The inspector concluded that the letter was not completely responsive to the NRC staff's concern; therefore, an additional licensee submittal will be needed before NRC Region I can complete its review of this item.
jp The licensee acknowledged the above but, also, stated that many of the inspector's concerns would be addressed by a draft administrative procedure (tentatively designated AP 1067) that, among other program elements, would promulgate the component list described above.
The inspector reviewed the draft AP 1067, and he observed some of the concerns would be resolved upon issuance of the AP. However, the inspector also noted that now the AP is somewhat inconsistent with the licensee's program description as provided in the April 29, 1986, letter.
The inspector's residual concerns are addressed below.

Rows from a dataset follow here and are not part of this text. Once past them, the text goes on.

//! Objective variants scored by `Mlp::logprob`.
//!
//! - `Cosine`: `ln(cms(preds, targets))`, a pseudo log-likelihood that rewards
//!   directional agreement between predicted and target embeddings.
//! - `Gaussian`: an isotropic Gaussian prior on the weights plus a Gaussian
//!   log-likelihood of the targets around the predictions (the MSE variant).

use std::f32::consts::PI;

use crate::metrics::{self, ZeroNorm};
use crate::{Error, Matrix, Result};

#[derive(Debug, Clone, Copy, PartialEq)]
pub enum Likelihood {
    Cosine { zero_norm: ZeroNorm },
    Gaussian { weight_scale: f32, noise_scale: f32 },
}

impl Default for Likelihood {
    fn default() -> Self {
        Likelihood::Cosine {
            zero_norm: ZeroNorm::Reject,
        }
    }
}

impl Likelihood {
    /// Gaussian variant with the customary scales (`weight_scale = 10`, `noise_scale = 0.1`).
    pub fn gaussian() -> Self {
        Likelihood::Gaussian {
            weight_scale: 10.0,
            noise_scale: 0.1,
        }
    }

    pub fn validate(self) -> Result<()> {
        if let Likelihood::Gaussian {
            weight_scale,
            noise_scale,
        } = self
        {
            for (name, v) in [("weight_scale", weight_scale), ("noise_scale", noise_scale)] {
                if !(v.is_finite() && v > 0.0) {
                    return Err(Error::InvalidConfig(format!(
                        "{name} must be finite and > 0, got {v}"
                    )));
                }
            }
        }
        Ok(())
    }

    /// Name of the accuracy measure reported for this variant.
    pub fn accuracy_name(self) -> &'static str {
        match self {
            Likelihood::Cosine { .. } => "cosine",
            Likelihood::Gaussian { .. } => "rms",
        }
    }

    /// Accuracy measure: `cms` for the cosine variant, `rms` for the Gaussian one.
    pub fn accuracy(self, preds: &Matrix, targets: &Matrix) -> Result<f32> {
        match self {
            Likelihood::Cosine { zero_norm } => metrics::cms(preds, targets, zero_norm),
            Likelihood::Gaussian { .. } => metrics::rms(preds, targets),
        }
    }

    /// Log-likelihood of `targets` given `preds` (and `weights` for the prior term).
    pub fn log_likelihood(self, weights: &[f32], preds: &Matrix, targets: &Matrix) -> Result<f32> {
        match self {
            Likelihood::Cosine { zero_norm } => {
                let score = metrics::cms(preds, targets, zero_norm)?;
                checked_ln(score)
            }
            Likelihood::Gaussian {
                weight_scale,
                noise_scale,
            } => {
                metrics::check_same_shape(preds, targets)?;
                let prior: f32 = weights.iter().map(|&w| log_normal(w, 0.0, weight_scale)).sum();
                let lik: f32 = preds
                    .as_slice()
                    .iter()
                    .zip(targets.as_slice())
                    .map(|(&p, &t)| log_normal(p, t, noise_scale))
                    .sum();
                Ok(prior + lik)
            }
        }
    }

    /// Log-likelihood plus its gradients.
    ///
    /// Overwrites `d_preds` with `dL/d(preds)` and adds the weight-prior gradient
    /// (if any) into `d_weights`.
    pub(crate) fn backward(
        self,
        weights: &[f32],
        preds: &Matrix,
        targets: &Matrix,
        d_preds: &mut Matrix,
        d_weights: &mut [f32],
    ) -> Result<f32> {
        debug_assert_eq!(weights.len(), d_weights.len());
        match self {
            Likelihood::Cosine { zero_norm } => {
                if preds.is_empty() {
                    return Err(Error::InvalidData("logprob of an empty batch".to_owned()));
                }
                let sum = metrics::cosine_sum_backward(preds, targets, zero_norm, d_preds)?;
                let value = checked_ln(sum.abs() / preds.rows() as f32)?;
                // d ln|S| = dS / S
                d_preds.scale(1.0 / sum);
                Ok(value)
            }
            Likelihood::Gaussian {
                weight_scale,
                noise_scale,
            } => {
                metrics::check_same_shape(preds, targets)?;
                let inv_w2 = 1.0 / (weight_scale * weight_scale);
                let inv_n2 = 1.0 / (noise_scale * noise_scale);

                let mut value = 0.0_f32;
                for (g, &w) in d_weights.iter_mut().zip(weights) {
                    value += log_normal(w, 0.0, weight_scale);
                    *g -= w * inv_w2;
                }
                let d = d_preds.as_mut_slice();
                for (i, (&p, &t)) in preds.as_slice().iter().zip(targets.as_slice()).enumerate() {
                    value += log_normal(p, t, noise_scale);
                    d[i] = -(p - t) * inv_n2;
                }
                Ok(value)
            }
        }
    }
}

fn checked_ln(x: f32) -> Result<f32> {
    if !(x.is_finite() && x > 0.0) {
        return Err(Error::InvalidLogDomain(x));
    }
    Ok(x.ln())
}

/// Log density of `N(mean, scale²)` at `x`.
#[inline]
fn log_normal(x: f32, mean: f32, scale: f32) -> f32 {
    let z = (x - mean) / scale;
    -0.5 * (2.0 * PI).ln() - scale.ln() - 0.5 * z * z
}

#[cfg(test)]
mod tests {
    use super::*;

    #[test]
    fn cosine_logprob_is_log_of_cms() {
        let p = Matrix::from_rows(&[vec![1.0, 1.0], vec![2.0, 0.0]]).unwrap();
        let t = Matrix::from_rows(&[vec![1.0, 1.0], vec![0.0, 3.0]]).unwrap();
        // cms = |1 + 0| / 2 = 0.5
        let lp = Likelihood::default().log_likelihood(&[], &p, &t).unwrap();
        assert!((lp - 0.5_f32.ln()).abs() < 1e-6);
    }

    #[test]
    fn cosine_logprob_rejects_zero_similarity() {
        let p = Matrix::from_rows(&[vec![1.0, 0.0]]).unwrap();
        let t = Matrix::from_rows(&[vec![0.0, 1.0]]).unwrap();
        let err = Likelihood::default().log_likelihood(&[], &p, &t).unwrap_err();
        assert!(matches!(err, Error::InvalidLogDomain(_)));
    }

    #[test]
    fn gaussian_density_matches_closed_form() {
        // N(0, 1) at 0 is 1/sqrt(2π).
        let expected = (1.0 / (2.0 * PI).sqrt()).ln();
        assert!((log_normal(0.0, 0.0, 1.0) - expected).abs() < 1e-6);
    }

    #[test]
    fn gaussian_scales_must_be_positive() {
        assert!(
            Likelihood::Gaussian {
                weight_scale: 0.0,
                noise_scale: 0.1
            }
            .validate()
            .is_err()
        );
        assert!(Likelihood::gaussian().validate().is_ok());
    }
}
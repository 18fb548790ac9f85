//! Part-of-speech handling.
//!
//! Raw Penn Treebank tags feed the network through `PosIndex` (tag -> integer);
//! the lemma dictionary only needs the four coarse WordNet classes.

use std::collections::BTreeMap;
use std::fmt;
use std::path::Path;

use serde::{Deserialize, Serialize};

use crate::{Error, Result};

#[derive(Debug, Clone, Copy, PartialEq, Eq, Hash)]
pub enum CoarsePos {
    Noun,
    Adjective,
    Verb,
    Adverb,
}

impl CoarsePos {
    /// Map a treebank tag to its coarse class by its two-letter prefix
    /// (`NN*`, `JJ*`, `VB*`, `RB*`).
    pub fn from_treebank(tag: &str) -> Option<Self> {
        match tag.get(..2)? {
            "NN" => Some(CoarsePos::Noun),
            "JJ" => Some(CoarsePos::Adjective),
            "VB" => Some(CoarsePos::Verb),
            "RB" => Some(CoarsePos::Adverb),
            _ => None,
        }
    }

    pub fn from_treebank_or(tag: &str, default: CoarsePos) -> Self {
        Self::from_treebank(tag).unwrap_or(default)
    }

    /// WordNet's single-letter code.
    pub fn wordnet_code(self) -> char {
        match self {
            CoarsePos::Noun => 'n',
            CoarsePos::Adjective => 'a',
            CoarsePos::Verb => 'v',
            CoarsePos::Adverb => 'r',
        }
    }
}

impl fmt::Display for CoarsePos {
    fn fmt(&self, f: &mut fmt::Formatter<'_>) -> fmt::Result {
        write!(f, "{}", self.wordnet_code())
    }
}

/// The 45 Penn Treebank tags, in their conventional order.
pub const PENN_TREEBANK_TAGS: [&str; 45] = [
    "CC", "CD", "DT", "EX", "FW", "IN", "JJ", "JJR", "JJS", "LS", "MD", "NN", "NNS", "NNP",
    "NNPS", "PDT", "POS", "PRP", "PRP$", "RB", "RBR", "RBS", "RP", "SYM", "TO", "UH", "VB",
    "VBD", "VBG", "VBN", "VBP", "VBZ", "WDT", "WP", "WP$", "WRB", "$", "#", "``", "''", "(",
    ")", ",", ".", ":",
];

/// Tag -> integer feature value.
#[derive(Debug, Clone, PartialEq, Eq, Default, Serialize, Deserialize)]
#[serde(transparent)]
pub struct PosIndex {
    index: BTreeMap<String, usize>,
}

impl PosIndex {
    /// Index tags by their position in `tags`. Repeated tags keep their last position.
    pub fn from_tags<I, S>(tags: I) -> Self
    where
        I: IntoIterator<Item = S>,
        S: Into<String>,
    {
        let index = tags
            .into_iter()
            .enumerate()
            .map(|(i, t)| (t.into(), i))
            .collect();
        Self { index }
    }

    pub fn penn_treebank() -> Self {
        Self::from_tags(PENN_TREEBANK_TAGS)
    }

    /// Load an ordered JSON list of tags, e.g. `["CC", "CD", ...]`.
    pub fn load_json_list<P: AsRef<Path>>(path: P) -> Result<Self> {
        let p = path.as_ref();
        let s = std::fs::read_to_string(p).map_err(|e| Error::resource(p, e))?;
        let tags: Vec<String> = serde_json::from_str(&s).map_err(|e| Error::resource(p, e))?;
        if tags.is_empty() {
            return Err(Error::resource(p, "tag list is empty"));
        }
        Ok(Self::from_tags(tags))
    }

    pub fn get(&self, tag: &str) -> Result<usize> {
        self.index
            .get(tag)
            .copied()
            .ok_or_else(|| Error::UnknownPosTag(tag.to_owned()))
    }

    pub fn len(&self) -> usize {
        self.index.len()
    }

    pub fn is_empty(&self) -> bool {
        self.index.is_empty()
    }
}

#[cfg(test)]
mod tests {
    use super::*;

    #[test]
    fn treebank_prefixes_map_to_coarse_classes() {
        assert_eq!(CoarsePos::from_treebank("NNS"), Some(CoarsePos::Noun));
        assert_eq!(CoarsePos::from_treebank("JJR"), Some(CoarsePos::Adjective));
        assert_eq!(CoarsePos::from_treebank("VBD"), Some(CoarsePos::Verb));
        assert_eq!(CoarsePos::from_treebank("RB"), Some(CoarsePos::Adverb));
        assert_eq!(CoarsePos::from_treebank("DT"), None);
        assert_eq!(CoarsePos::from_treebank("."), None);
        assert_eq!(
            CoarsePos::from_treebank_or("IN", CoarsePos::Noun),
            CoarsePos::Noun
        );
    }

    #[test]
    fn index_follows_list_order() {
        let idx = PosIndex::from_tags(["DT", "NN", "VBZ"]);
        assert_eq!(idx.get("NN").unwrap(), 1);
        assert_eq!(idx.len(), 3);
        assert_eq!(idx.get("XX"), Err(Error::UnknownPosTag("XX".to_owned())));
    }

    #[test]
    fn penn_index_covers_all_tags() {
        let idx = PosIndex::penn_treebank();
        assert_eq!(idx.len(), 45);
        assert_eq!(idx.get("CC").unwrap(), 0);
        assert_eq!(idx.get(":").unwrap(), 44);
    }

    #[test]
    fn serializes_as_a_plain_map() {
        let idx = PosIndex::from_tags(["DT", "NN"]);
        let json = serde_json::to_string(&idx).unwrap();
        assert_eq!(json, r#"{"DT":0,"NN":1}"#);
        let back: PosIndex = serde_json::from_str(&json).unwrap();
        assert_eq!(back, idx);
    }
}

(1) Maintenance and Surveillance Testing TAP I.C.6 (1) expands the scope of equipment control measures to include surveillance testing in addition to maintenance. The licensee's program description (I.B.(2) of Attachment I to licensee's letter, dated April 29,1986) includes the surveillance testing aspects.
However, the equipment control measures affected by the independent verification program are not identified -- these should be included, at least by reference, to applicable administra-tive procedures. The equipment control measures that should be addressed are component tagging (all types - red, yellow, blue) temporary modifications; such as, lifted leads, jumpers, mechanical modifications; startup from outage valve lineups; and, restoration to normal from maintenance and/or surveillance testing.
Further, the licensee states that independent verification would not be done for equipment taken out of service for only a brief time and no other activities take place which could affect operability. An example given is putting a component in pull-to-lock for oil sampling.
The inspector questions the definition of a brief time in light of potential shift turnover problems.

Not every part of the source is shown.